The simultaneous targeting of EGFR and HER2 constitutes a legitimate anticancer strategy for the treatment of
solid tumors. In response, we developed and synthesized a new group of pyrazoline compounds that act as dualtarget
inhibitors for EGFR and HER-2. The structure of the newly synthesized compounds was validated with 1H NMR, 13C NMR, and elemental analysis. The novel compounds’ antiproliferative efficacy was evaluated against four cancer cell lines. All compounds showed GI50 values ranging from 23 to 66 nM, with the breast cancer cell line (MCF-7) showing the highest sensitivity. Compounds 7c, 7d, 7f, 7h, 7j, and 7l had the strongest antiproliferative activity, with derivatives 7d, 7h, and 7j outperforming erlotinib in all tested cancer cell lines.
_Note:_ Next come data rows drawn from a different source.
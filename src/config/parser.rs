//! Configuration file parsing (HOCON format).

use std::path::Path;

use hocon::HoconLoader;

use crate::common::error::ConfigError;
use crate::config::types::Config;

/// Load configuration from a HOCON file.
pub fn load_config(path: impl AsRef<Path>) -> Result<Config, ConfigError> {
    let path = path.as_ref();

    HoconLoader::new()
        .strict()
        .load_file(path)
        .map_err(|e| ConfigError::IoError {
            path: path.display().to_string(),
            source: std::io::Error::new(std::io::ErrorKind::Other, e.to_string()),
        })?
        .resolve()
        .map_err(|e| ConfigError::ParseError {
            message: e.to_string(),
        })
}

/// Load configuration from a file, or use defaults when the file is absent.
pub fn load_config_or_default(path: impl AsRef<Path>) -> Result<Config, ConfigError> {
    let path = path.as_ref();
    if path.exists() {
        load_config(path)
    } else {
        Ok(Config::default())
    }
}

/// Load configuration from a HOCON string.
pub fn load_config_str(content: &str) -> Result<Config, ConfigError> {
    HoconLoader::new()
        .strict()
        .load_str(content)
        .map_err(|e| ConfigError::ParseError {
            message: e.to_string(),
        })?
        .resolve()
        .map_err(|e| ConfigError::ParseError {
            message: e.to_string(),
        })
}

#[cfg(test)]
mod tests {
    use super::*;
    use tokio_test::assert_err;

    #[test]
    fn test_full_config() {
        let config = load_config_str(
            r#"
            discord {
              token = "abc"
              command_prefix = "?"
              message_cache_size = 500
            }
            routing {
              questions_channel = "help"
              welcome_channels = ["arrivals", "general"]
              goodbye_channels = ["departures"]
            }
            "#,
        )
        .unwrap();

        assert_eq!(config.discord.token, "abc");
        assert_eq!(config.discord.command_prefix, "?");
        assert_eq!(config.discord.message_cache_size, 500);
        assert_eq!(config.routing.questions_channel, "help");
        assert_eq!(config.routing.welcome_channels, vec!["arrivals", "general"]);
        assert_eq!(config.routing.goodbye_channels, vec!["departures"]);
    }

    #[test]
    fn test_missing_sections_use_defaults() {
        let config = load_config_str(r#"discord { token = "abc" }"#).unwrap();
        assert_eq!(config.discord.command_prefix, "!");
        assert_eq!(config.discord.message_cache_size, 10_000);
        assert_eq!(config.routing.questions_channel, "questions");
        assert_eq!(config.routing.welcome_channels[0], "welcome");
        assert_eq!(config.routing.goodbye_channels[0], "goodbye");
    }

    #[test]
    fn test_missing_file_uses_defaults() {
        let config = load_config_or_default("/nonexistent/doorman.conf").unwrap();
        assert!(config.discord.token.is_empty());
        assert_eq!(config.routing.questions_channel, "questions");
    }

    #[test]
    fn test_malformed_config_fails() {
        assert_err!(load_config_str("discord { token = "));
    }

    #[test]
    fn test_unclosed_section_is_rejected() {
        assert_err!(load_config_str(r#"routing { questions_channel = "help""#));
    }

    #[test]
    fn test_unclosed_list_is_rejected() {
        assert_err!(load_config_str(
            r#"discord { token = "abc" } routing { welcome_channels = ["a", }"#
        ));
    }
}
The study revealed that compounds 7d and 7h are the most  effective dual-target inhibitors of EGFR and HER-2, exceeding the reference EGFR inhibitor erlotinib and having comparable action to the clinically used HER-2 medication Lapatinib. We tested the apoptotic potential of 7d and 7h and found that both compounds cause apoptosis by turning on caspase-3, caspase-8, and Bax and decreasing the expression of Bcl-2, a protein that prevents apoptosis. Molecular docking studies revealed robust interactions of these compounds within the EGFR and HER-2 binding pockets, supported by molecular dynamics simulations that confirmed their stability. ADME profiling highlighted the pharmacokinetic advantages of these compounds, particularly 7h, as orally bioavailable and effective inhibitors. These findings suggest that pyrazoline-based inhibitors could serve as a foundation for future development of dual-targeted therapies to overcome resistance in cancer treatment.